Re: groff warning: TE macro called with TW register undefined
Hi Branden,
On Thu, 17 Aug 2023 at 10:08, G. Branden Robinson wrote:
>
> Hi Hugh,
>
> [...]
> So whether the man page is hand-crafted or generated from some other
> format at build time is not relevant. In fact, it's _meta_ irrelevant
> (if that's even a thing) because the only reason (apart from the
> validation Lintian's doing) for a source project to run groff at build
> time on a man page is to generate a PDF, "cat page", or other
> _formatted_ version of the man page.[1] Examples of these are rare, but
> Bash and NetHack generate cat pages, and groff itself generates a PDF
> compilation of all its man pages.[2]
Thanks for the explanation. While my research indicated that tbl was
not being called, I couldn't find any way of calling it, short of
`groff -t`.
> > > What exact check is failing here (is it lintian, or something else)?

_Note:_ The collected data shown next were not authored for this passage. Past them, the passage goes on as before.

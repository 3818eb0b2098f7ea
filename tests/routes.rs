use admin_sdk::{admin_router, common_routes, AdminOptions, AppState};
use axum::body::Body;
use axum::http::{header, Request, StatusCode};
use axum::Router;
use serde_json::{json, Value};
use sqlx::postgres::PgPoolOptions;
use tower::ServiceExt;

fn settings_json() -> Value {
    json!({
        "models": [
            { "name": "User", "displayFields": ["email"], "fields": [
                { "name": "id", "type": "Int", "isId": true, "hasDefaultValue": true },
                { "name": "email", "type": "String", "isRequired": true },
                { "name": "posts", "kind": "relation", "type": "Post", "isList": true }
            ]},
            { "name": "Post", "fields": [
                { "name": "id", "type": "Int", "isId": true, "hasDefaultValue": true },
                { "name": "title", "type": "String", "isRequired": true },
                { "name": "authorId", "type": "Int" },
                { "name": "author", "kind": "relation", "type": "User",
                  "relation": { "fromFields": ["authorId"], "references": ["id"], "displayMode": "tags" } }
            ]},
            { "name": "Archive", "canCreate": false, "canDelete": false, "fields": [
                { "name": "id", "type": "Int", "isId": true, "hasDefaultValue": true },
                { "name": "note", "type": "String" }
            ]}
        ]
    })
}

/// Router over a temp settings file and a pool that never connects.
/// Every request below must be answered without touching the database.
fn app(dir: &tempfile::TempDir, import_max_bytes: usize) -> Router {
    let path = dir.path().join("admin-settings.json");
    std::fs::write(&path, settings_json().to_string()).unwrap();
    let options = AdminOptions {
        settings_path: path,
        import_max_bytes,
        ..AdminOptions::default()
    };
    let pool = PgPoolOptions::new()
        .connect_lazy("postgres://nobody@127.0.0.1:1/none")
        .unwrap();
    admin_router(AppState::new(pool, options))
}

fn json_request(method: &str, uri: &str, body: Value) -> Request<Body> {
    let body = body.to_string();
    Request::builder()
        .method(method)
        .uri(uri)
        .header(header::CONTENT_TYPE, "application/json")
        .header(header::CONTENT_LENGTH, body.len())
        .body(Body::from(body))
        .unwrap()
}

fn get(uri: &str) -> Request<Body> {
    Request::builder().uri(uri).body(Body::empty()).unwrap()
}

async fn send(app: &Router, req: Request<Body>) -> (StatusCode, Value) {
    let response = app.clone().oneshot(req).await.unwrap();
    let status = response.status();
    let body = axum::body::to_bytes(response.into_body(), usize::MAX).await.unwrap();
    let value = serde_json::from_slice(&body).unwrap_or(Value::Null);
    (status, value)
}

#[tokio::test]
async fn health_and_version() {
    let app = common_routes();
    let (status, body) = send(&app, get("/health")).await;
    assert_eq!(status, StatusCode::OK);
    assert_eq!(body, json!({ "status": "ok" }));
    let (status, body) = send(&app, get("/version")).await;
    assert_eq!(status, StatusCode::OK);
    assert_eq!(body["name"], "admin-sdk");
}

#[tokio::test]
async fn settings_document_is_served() {
    let dir = tempfile::tempdir().unwrap();
    let app = app(&dir, 1024);
    let (status, body) = send(&app, get("/api/v1/settings")).await;
    assert_eq!(status, StatusCode::OK);
    assert_eq!(body["data"]["models"][0]["name"], "User");
}

#[tokio::test]
async fn invalid_settings_are_rejected_and_not_written() {
    let dir = tempfile::tempdir().unwrap();
    let app = app(&dir, 1024);
    let bad = json!({ "models": [{ "name": "Broken", "fields": [] }] });
    let (status, body) = send(&app, json_request("PUT", "/api/v1/settings", bad)).await;
    assert_eq!(status, StatusCode::UNPROCESSABLE_ENTITY);
    assert_eq!(body["error"]["code"], "validation_error");
    let (_, body) = send(&app, get("/api/v1/settings")).await;
    assert_eq!(body["data"]["models"].as_array().unwrap().len(), 3);
}

#[tokio::test]
async fn relation_presentation_is_coerced() {
    let dir = tempfile::tempdir().unwrap();
    let app = app(&dir, 1024);
    let (status, body) = send(&app, get("/api/v1/settings/Post/author/relation")).await;
    assert_eq!(status, StatusCode::OK);
    assert_eq!(body["data"]["cardinality"], "manyToOne");
    // tags is a multi-valued display mode; the first single-valued mode is used instead
    assert_eq!(body["data"]["presentation"]["displayMode"], "link");
    assert_eq!(body["data"]["validActions"], json!(["filter", "view", "edit"]));

    let (status, _) = send(&app, get("/api/v1/settings/Post/title/relation")).await;
    assert_eq!(status, StatusCode::NOT_FOUND);
}

#[tokio::test]
async fn create_is_forbidden_before_the_database() {
    let dir = tempfile::tempdir().unwrap();
    let app = app(&dir, 1024);
    let (status, body) = send(&app, json_request("POST", "/api/v1/models/Archive", json!({ "note": "x" }))).await;
    assert_eq!(status, StatusCode::FORBIDDEN);
    assert_eq!(body["error"]["code"], "forbidden");

    let (status, _) = send(&app, json_request("DELETE", "/api/v1/models/Archive/1", json!({}))).await;
    assert_eq!(status, StatusCode::FORBIDDEN);
}

#[tokio::test]
async fn bad_list_requests() {
    let dir = tempfile::tempdir().unwrap();
    let app = app(&dir, 1024);
    let (status, _) = send(&app, get("/api/v1/models/Nope")).await;
    assert_eq!(status, StatusCode::NOT_FOUND);

    let (status, body) = send(&app, get("/api/v1/models/Post?filters=%5Bnot-json")).await;
    assert_eq!(status, StatusCode::BAD_REQUEST);
    assert_eq!(body["error"]["code"], "bad_request");

    let (status, _) = send(&app, get("/api/v1/models/Post?orderBy=author")).await;
    assert_eq!(status, StatusCode::BAD_REQUEST);

    let (status, _) = send(&app, get("/api/v1/models/Post/abc")).await;
    assert_eq!(status, StatusCode::BAD_REQUEST);
}

#[tokio::test]
async fn action_segments_are_not_record_ids() {
    let dir = tempfile::tempdir().unwrap();
    let app = app(&dir, 1024);
    let (status, _) = send(&app, get("/api/v1/models/User/delete")).await;
    assert_eq!(status, StatusCode::METHOD_NOT_ALLOWED);
    let (status, _) = send(&app, json_request("PATCH", "/api/v1/models/User/import", json!({}))).await;
    assert_eq!(status, StatusCode::METHOD_NOT_ALLOWED);
}

#[tokio::test]
async fn missing_required_field_names_its_title() {
    let dir = tempfile::tempdir().unwrap();
    let app = app(&dir, 1024);
    let (status, body) = send(&app, json_request("POST", "/api/v1/models/Post", json!({ "authorId": 1 }))).await;
    assert_eq!(status, StatusCode::UNPROCESSABLE_ENTITY);
    assert_eq!(body["error"]["message"], "Title is required");
    assert_eq!(body["error"]["details"]["field"], "title");
}

#[tokio::test]
async fn empty_bulk_delete_is_a_no_op() {
    let dir = tempfile::tempdir().unwrap();
    let app = app(&dir, 1024);
    let (status, body) = send(&app, json_request("POST", "/api/v1/models/User/delete", json!({ "ids": [] }))).await;
    assert_eq!(status, StatusCode::OK);
    assert_eq!(body["data"]["count"], 0);
}

#[tokio::test]
async fn import_mapping_and_limits() {
    let dir = tempfile::tempdir().unwrap();
    let app = app(&dir, 256);
    let (status, body) = send(
        &app,
        json_request(
            "POST",
            "/api/v1/models/Post/import/mapping",
            json!({ "headers": ["Title", "author id", "author"] }),
        ),
    )
    .await;
    assert_eq!(status, StatusCode::OK);
    assert_eq!(body["data"], json!({ "Title": "title", "author id": "authorId" }));

    let (status, _) = send(
        &app,
        json_request("POST", "/api/v1/models/Archive/import", json!({ "csv": "note\nx\n", "mapping": { "note": "note" } })),
    )
    .await;
    assert_eq!(status, StatusCode::FORBIDDEN);

    let big = "note\n".to_string() + &"x\n".repeat(500);
    let response = app
        .clone()
        .oneshot(json_request("POST", "/api/v1/models/Post/import", json!({ "csv": big, "mapping": {} })))
        .await
        .unwrap();
    assert_eq!(response.status(), StatusCode::PAYLOAD_TOO_LARGE);
}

> > > Could you please give us a pointer to the man page in question?
> >
> > Lintian issues the warning when checking for man-page issues using
> > groff (via man). This particular warning has only appeared since the
> > recent groff 1.23.0 upload.
>
> The warning is new to groff 1.23.0.[3]
>
> > The Lintian tag is 'groff-message'. The tag description helpfully
> > provides the exact command used during the check:
> >
> > LC_ALL=C.UTF-8 MANROFFSEQ='' MANWIDTH=80 \
> > man --warnings -E UTF-8 -l -Tutf8 -Z <file> >/dev/null
> >
> > The man page in question -- ftlint.1 -- is in the freetype2-demos
> > package [1], or you can get an online copy from [2].
>
> In the course of composing this message, I see that Colin covered this
> point.[4]
Yes. I had no idea preprocessors could be invoked via man(1).
> I would also note that you can use the grog(1) command (new and improved
> in groff 1.23.0![5]) to help you figure out which preprocessors (and
> macro package) a *roff document needs.[6]
>
> Let me know if this helps, or does not.

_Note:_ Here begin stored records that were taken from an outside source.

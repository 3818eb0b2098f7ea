//! Settings validation: referential integrity between models, fields and enums.

use crate::error::ConfigError;
use crate::settings::{AdminSettings, FieldKind};
use std::collections::HashSet;

pub fn validate(settings: &AdminSettings) -> Result<(), ConfigError> {
    let mut enum_names = HashSet::new();
    for e in &settings.enums {
        if !enum_names.insert(e.name.as_str()) {
            return Err(ConfigError::Duplicate {
                kind: "enum",
                name: e.name.clone(),
            });
        }
    }

    let mut model_names = HashSet::new();
    for m in &settings.models {
        if !model_names.insert(m.name.as_str()) {
            return Err(ConfigError::Duplicate {
                kind: "model",
                name: m.name.clone(),
            });
        }
    }

    for m in &settings.models {
        let mut field_names = HashSet::new();
        for f in &m.fields {
            if !field_names.insert(f.name.as_str()) {
                return Err(ConfigError::Duplicate {
                    kind: "field",
                    name: format!("{}.{}", m.name, f.name),
                });
            }
        }

        match m.field(&m.id_field) {
            Some(f) if f.kind != FieldKind::Relation && !f.is_list => {}
            _ => {
                return Err(ConfigError::InvalidIdField {
                    model: m.name.clone(),
                    field: m.id_field.clone(),
                })
            }
        }

        for name in &m.display_fields {
            if m.field(name).is_none() {
                return Err(ConfigError::MissingReference {
                    kind: "display field",
                    id: format!("{}.{}", m.name, name),
                });
            }
        }

        for f in &m.fields {
            match f.kind {
                FieldKind::Enum => {
                    if !enum_names.contains(f.type_.as_str()) {
                        return Err(ConfigError::MissingReference {
                            kind: "enum",
                            id: f.type_.clone(),
                        });
                    }
                }
                FieldKind::Relation => {
                    let Some(target) = settings.model(&f.type_) else {
                        return Err(ConfigError::MissingReference {
                            kind: "model",
                            id: f.type_.clone(),
                        });
                    };
                    let Some(rel) = &f.relation else { continue };
                    if rel.from_fields.len() != rel.references.len() {
                        return Err(ConfigError::Validation(format!(
                            "{}.{}: fromFields and references must have the same length",
                            m.name, f.name
                        )));
                    }
                    for from in &rel.from_fields {
                        if m.field(from).is_none() {
                            return Err(ConfigError::MissingReference {
                                kind: "field",
                                id: format!("{}.{}", m.name, from),
                            });
                        }
                    }
                    for reference in rel.references.iter().chain(&rel.preview_fields) {
                        if target.field(reference).is_none() {
                            return Err(ConfigError::MissingReference {
                                kind: "field",
                                id: format!("{}.{}", target.name, reference),
                            });
                        }
                    }
                }
                FieldKind::Scalar => {}
            }
        }
    }

    Ok(())
}

#[cfg(test)]
mod tests {
    use super::*;
    use serde_json::json;

    fn parse(v: serde_json::Value) -> AdminSettings {
        serde_json::from_value(v).unwrap()
    }

    #[test]
    fn accepts_consistent_settings() {
        let s = parse(json!({
            "models": [
                { "name": "User", "displayFields": ["email"], "fields": [
                    { "name": "id", "type": "Int" },
                    { "name": "email", "type": "String" },
                    { "name": "role", "kind": "enum", "type": "Role" }
                ]},
                { "name": "Post", "fields": [
                    { "name": "id", "type": "Int" },
                    { "name": "authorId", "type": "Int" },
                    { "name": "author", "kind": "relation", "type": "User",
                      "relation": { "fromFields": ["authorId"], "references": ["id"], "previewFields": ["email"] } }
                ]}
            ],
            "enums": [{ "name": "Role", "fields": ["ADMIN", "USER"] }]
        }));
        validate(&s).unwrap();
    }

    #[test]
    fn rejects_missing_id_field() {
        let s = parse(json!({ "models": [{ "name": "User", "fields": [{ "name": "email", "type": "String" }] }] }));
        assert!(matches!(validate(&s), Err(ConfigError::InvalidIdField { .. })));
    }

    #[test]
    fn rejects_unknown_relation_target() {
        let s = parse(json!({ "models": [{ "name": "Post", "fields": [
            { "name": "id", "type": "Int" },
            { "name": "author", "kind": "relation", "type": "User" }
        ]}]}));
        assert!(matches!(
            validate(&s),
            Err(ConfigError::MissingReference { kind: "model", .. })
        ));
    }

    #[test]
    fn rejects_duplicate_models() {
        let s = parse(json!({ "models": [
            { "name": "User", "fields": [{ "name": "id", "type": "Int" }] },
            { "name": "User", "fields": [{ "name": "id", "type": "Int" }] }
        ]}));
        assert!(matches!(validate(&s), Err(ConfigError::Duplicate { kind: "model", .. })));
    }
}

It does help, yes. I ran grog(1) on the man page in question and the
output immediately indicated that `tbl` was needed.
Thank you for your help.
> Regards,
> Branden
>
> [1] Another use case is to produce non-man-page manuals from *roff
> sources using a macro package like "ms", "me", or "mm". groff
> supports all of these and it was commonly done in pre-Web days, but
> it's now sadly close to a lost art. The _Unix Time-Sharing System
> Programmer's Manual Seventh Edition Volume 2_ (1979) remains
> valuable reading and an example of high-quality technical writing
> apply *roff to ends other than man pages.
>
> https://archive.org/details/bitsavers_attunix7thersManualSeventhEditionVol21983_34117955/
>
> It's particularly valuable for learning "classical Unix" tools in
> their early and more easily grasped forms. I've found that GNU
> manuals, in spite of the advantages touted for Texinfo for
> preparation of book-length works over mere reference guides (a.k.a.
> man pages), are nevertheless often written in the style of man pages
> with little effort made to give the reader a perspective from which
> to integrate knowledge of the (nearly always) larger interface and
> feature list of GNU replacements for Unix tools. In other words,
> they too often suffer from the same defects that the GNU Coding
> Standards attribute to man pages.
>
> https://web.archive.org/web/20041029120203/http://www.gnu.org/prep/standards/html_node/GNU-Manuals.html#GNU-Manuals
>
> (To be fair, more recent versions of the GNU Coding Standards have
> moved--slightly--in the direction of acknowledging that the
> quality of the technical writing, not the formatting language used
> to compose it, that is the predominant factor in production of
> useful manuals.)
>
> [2] https://www.gnu.org/software/groff/manual/groff-man-pages.pdf
> [3] https://git.savannah.gnu.org/cgit/groff.git/commit/?id=80ee140eb0616b794b853bbad623263cbea06abc
> [4] https://lists.debian.org/debian-devel/2023/08/msg00220.html
> [5] Yes, I can feel my eternal soul tumbling down several rungs in Hell
> for engaging in promotion.
>
> [6] https://man.cx/grog
>
> I was going to link to
> https://manpages.debian.org/unstable/groff/grof.1.en.html here, but
> the man page is missing! groff definitely ships it. Any advice?